Materials and Methods:
Scans of an anthropomorphic liver phantom with seven different texture inserts for simulating clinically observed radiological textures were acquired on a 16-cm detector GE Revolution Apex Ed. CT scanner. Robustness was assessed under four conditions: 1) nominal slice thicknesses: 0.625 mm, 1.25 mm, and 2.5 mm; 2) dose levels: CTDIvol of 13,86 mGy for the standard dose, 40% reduced dose and 60% reduction; 3) tube voltages i.e., 100 kVp and 120 kVp; and 4) reconstruction algorithms: a deep learning image reconstruction (DLIR-high) algorithm and a hybrid iterative reconstruction (IR) algorithm ASiR-V50% (AV50). The assessment was conducted with one condition change at a time. Opensource CapTk software was used for texture analysis. The texture panel comprised of 265 metrics belonging to different texture families, including intensity, histogram, gray-level co-occurrence matrix (GLCM), gray-level run-length matrix (GLRLM), gray-level size zone matrix (GLSZM), and neighboring gray-tone difference matrix (NGTDM). ICC two-way-mixed with absolute agreement was used to evaluate robustness of the radiomics metrics based on their families under different imaging conditions.
Results:
In general, considering the cumulative effect of all the changes in the imaging conditions, 56% of intensity metrics have an ICC greater than 0.8, indicating high robustness; 28% of NGTDM metrics and 24% of GLCM metrics also displayed high robustness.

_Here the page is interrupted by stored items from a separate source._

//! Ingestion pipeline: normalize → chunk → embed → index, one job per document.
//!
//! [`Orchestrator`] admits jobs through the [`JobRegistry`], runs each one on its own task,
//! and retries transient stage failures with bounded exponential backoff. Progress is read
//! from the registry or followed with [`progress_stream`].

mod error;
mod job;
mod orchestrator;
mod progress;
mod registry;
mod stage;

pub use error::{ErrorKind, IngestError, StageError};
pub use job::{
    Document, ErrorSummary, IngestRequest, JobId, JobProgress, JobRecord, StageRecord,
};
pub use orchestrator::{Orchestrator, PipelineDeps};
pub use progress::{ProgressEvent, progress_stream};
pub use registry::{Admission, DEFAULT_RETAINED_JOBS, JobRegistry, TransitionError};
pub use stage::Stage;

pub(crate) use job::unix_millis_now;

use crate::gateway::RetryPolicy;
use crate::processing::ChunkingSettings;
use std::time::Duration;
use uuid::Uuid;

/// Orchestrator parameters.
#[derive(Debug, Clone, PartialEq)]
pub struct PipelineSettings {
    /// Collection written by the index stage.
    pub collection: String,
    /// Dimensionality every vector must have.
    pub dimension: usize,
    /// Chunker bounds.
    pub chunking: ChunkingSettings,
    /// Texts per embedding call and entries per upsert.
    pub embed_batch_size: usize,
    /// Per-stage attempt cap and backoff.
    pub stage_retry: RetryPolicy,
    /// Jobs allowed past `queued` at once.
    pub max_concurrent_jobs: usize,
    /// Finished jobs the registry keeps before evicting the oldest.
    pub max_retained_jobs: usize,
    /// Idle interval between progress heartbeats.
    pub heartbeat: Duration,
}

impl PipelineSettings {
    /// Defaults for `collection` vectors of `dimension` components.
    pub fn new(collection: impl Into<String>, dimension: usize) -> Self {
        Self {
            collection: collection.into(),
            dimension,
            chunking: ChunkingSettings::default(),
            embed_batch_size: 32,
            stage_retry: RetryPolicy::default(),
            max_concurrent_jobs: 4,
            max_retained_jobs: DEFAULT_RETAINED_JOBS,
            heartbeat: Duration::from_secs(15),
        }
    }
}

/// Deterministic chunk id, so re-ingesting a document overwrites its previous entries.
///
/// Each component is length-prefixed before hashing, so no choice of separator characters in
/// one component can make two different documents share an id.
pub fn chunk_id(tenant_id: &str, bucket: &str, document_id: &str, ordinal: usize) -> String {
    let mut name = Vec::with_capacity(tenant_id.len() + bucket.len() + document_id.len() + 32);
    for part in [tenant_id, bucket, document_id] {
        name.extend_from_slice(&(part.len() as u64).to_be_bytes());
        name.extend_from_slice(part.as_bytes());
    }
    name.extend_from_slice(&(ordinal as u64).to_be_bytes());
    Uuid::new_v5(&Uuid::NAMESPACE_OID, &name).to_string()
}

#[cfg(test)]
mod tests {
    use super::*;

    #[test]
    fn chunk_ids_are_stable_and_distinct() {
        let id = chunk_id("acme", "raw", "doc", 0);
        assert_eq!(id, chunk_id("acme", "raw", "doc", 0));
        assert_ne!(id, chunk_id("acme", "raw", "doc", 1));
        assert_ne!(id, chunk_id("globex", "raw", "doc", 0));
        assert_ne!(id, chunk_id("acme", "archive", "doc", 0));
        assert!(Uuid::parse_str(&id).is_ok());
    }

    #[test]
    fn separators_inside_components_do_not_collide() {
        assert_ne!(
            chunk_id("a:b", "raw", "c", 0),
            chunk_id("a", "raw", "b:c", 0)
        );
        assert_ne!(
            chunk_id("acme", "raw:docs", "x", 0),
            chunk_id("acme", "raw", "docs:x", 0)
        );
        assert_ne!(chunk_id("acme", "", "raw", 0), chunk_id("acme", "raw", "", 0));
    }
}
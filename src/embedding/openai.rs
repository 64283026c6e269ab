//! OpenAI-compatible embeddings over `POST {base}/embeddings`.

use super::{EmbeddingClient, EmbeddingClientError};
use async_trait::async_trait;
use reqwest::Client;
use serde::{Deserialize, Serialize};

/// Embedding client for OpenAI-compatible endpoints.
pub struct OpenAIEmbeddingClient {
    http: Client,
    endpoint: String,
    api_key: String,
    model: String,
    dimensions: Option<usize>,
}

#[derive(Serialize)]
struct EmbeddingRequest<'a> {
    model: &'a str,
    input: &'a [String],
    #[serde(skip_serializing_if = "Option::is_none")]
    dimensions: Option<usize>,
}

#[derive(Deserialize)]
struct EmbeddingResponse {
    data: Vec<EmbeddingData>,
}

#[derive(Deserialize)]
struct EmbeddingData {
    embedding: Vec<f32>,
    index: usize,
}

impl OpenAIEmbeddingClient {
    /// Build a client for `base_url` (e.g. `https://api.openai.com/v1`).
    pub fn new(
        base_url: &str,
        api_key: String,
        model: &str,
        dimensions: Option<usize>,
    ) -> Result<Self, EmbeddingClientError> {
        if api_key.trim().is_empty() {
            return Err(EmbeddingClientError::InvalidInput(
                "missing OpenAI API key".to_string(),
            ));
        }
        if model.trim().is_empty() {
            return Err(EmbeddingClientError::InvalidInput(
                "missing OpenAI model name".to_string(),
            ));
        }
        let http = Client::builder().user_agent("rusty-rag/embed").build()?;
        Ok(Self {
            http,
            endpoint: format!("{}/embeddings", base_url.trim_end_matches('/')),
            api_key: api_key.trim().to_string(),
            model: model.trim().to_string(),
            dimensions,
        })
    }
}

#[async_trait]
impl EmbeddingClient for OpenAIEmbeddingClient {
    async fn embed(&self, texts: Vec<String>) -> Result<Vec<Vec<f32>>, EmbeddingClientError> {
        if texts.is_empty() {
            return Ok(Vec::new());
        }

        let response = self
            .http
            .post(&self.endpoint)
            .bearer_auth(&self.api_key)
            .json(&EmbeddingRequest {
                model: &self.model,
                input: &texts,
                dimensions: self.dimensions,
            })
            .send()
            .await?;

        let status = response.status();
        if !status.is_success() {
            let body = response.text().await.unwrap_or_default();
            return Err(EmbeddingClientError::Upstream {
                status: status.as_u16(),
                body,
            });
        }

        let mut parsed: EmbeddingResponse = response.json().await?;
        parsed.data.sort_by_key(|entry| entry.index);
        if parsed.data.len() != texts.len() {
            return Err(EmbeddingClientError::InvalidResponse(format!(
                "OpenAI returned {} embeddings for {} inputs",
                parsed.data.len(),
                texts.len()
            )));
        }
        Ok(parsed.data.into_iter().map(|entry| entry.embedding).collect())
    }
}
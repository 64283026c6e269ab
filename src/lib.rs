#![deny(missing_docs)]

//! Document ingestion and retrieval pipeline: normalize, chunk, embed, and index documents
//! behind circuit-broken gateways, then serve cursor-paginated ranked search.

/// HTTP routing and REST handlers.
pub mod api;
/// Environment-driven configuration management.
pub mod config;
/// Embedding client abstraction and adapters.
pub mod embedding;
/// Timeout, retry, and circuit breaking for external calls.
pub mod gateway;
/// Structured logging and tracing setup.
pub mod logging;
/// Pipeline counters.
pub mod metrics;
/// Ingestion jobs: stages, registry, orchestrator, and progress streaming.
pub mod pipeline;
/// Pure document transforms: decoding, chunking, tag sanitation.
pub mod processing;
/// Qdrant vector store backend.
pub mod qdrant;
/// Ranked, paginated search.
pub mod search;
/// Service facade consumed by the HTTP layer.
pub mod service;
/// Object store capability and backends.
pub mod storage;
/// Vector store capability and the in-process backend.
pub mod vector;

A similar trend, albeit with different percentage of radiomic metrics per texture family, was observed with changes in slice thickness, dose, and tube voltage. In comparison, with changes in reconstruction algorithm, intensity metrics (41.6%), followed by GLRLM (22%), and histogram (18.8%) showed high robustness. Compared to changes in slice thickness, dose and tube voltage, changes in reconstruction algorithm caused the largest inconsistency in radiomic metrics across all texture families, with a maximum of 41.6% metrics (intensity metrics) that remained robust.
Conclusion:
Systematically evaluating the behavior of the radiomic metrics under different imaging conditions can optimize the use of CT radiomics. The robust radiomic metrics panel identified in this study can serve as an application specific feature-selection step to reduce data dimensionality issues prevalent in radiomics studies. It can also improve the robustness of the prediction models derived from CT radiomics. Specifically, first-order texture metrics: intensity metrics showed the highest robustness compared to other higher-order texture metrics.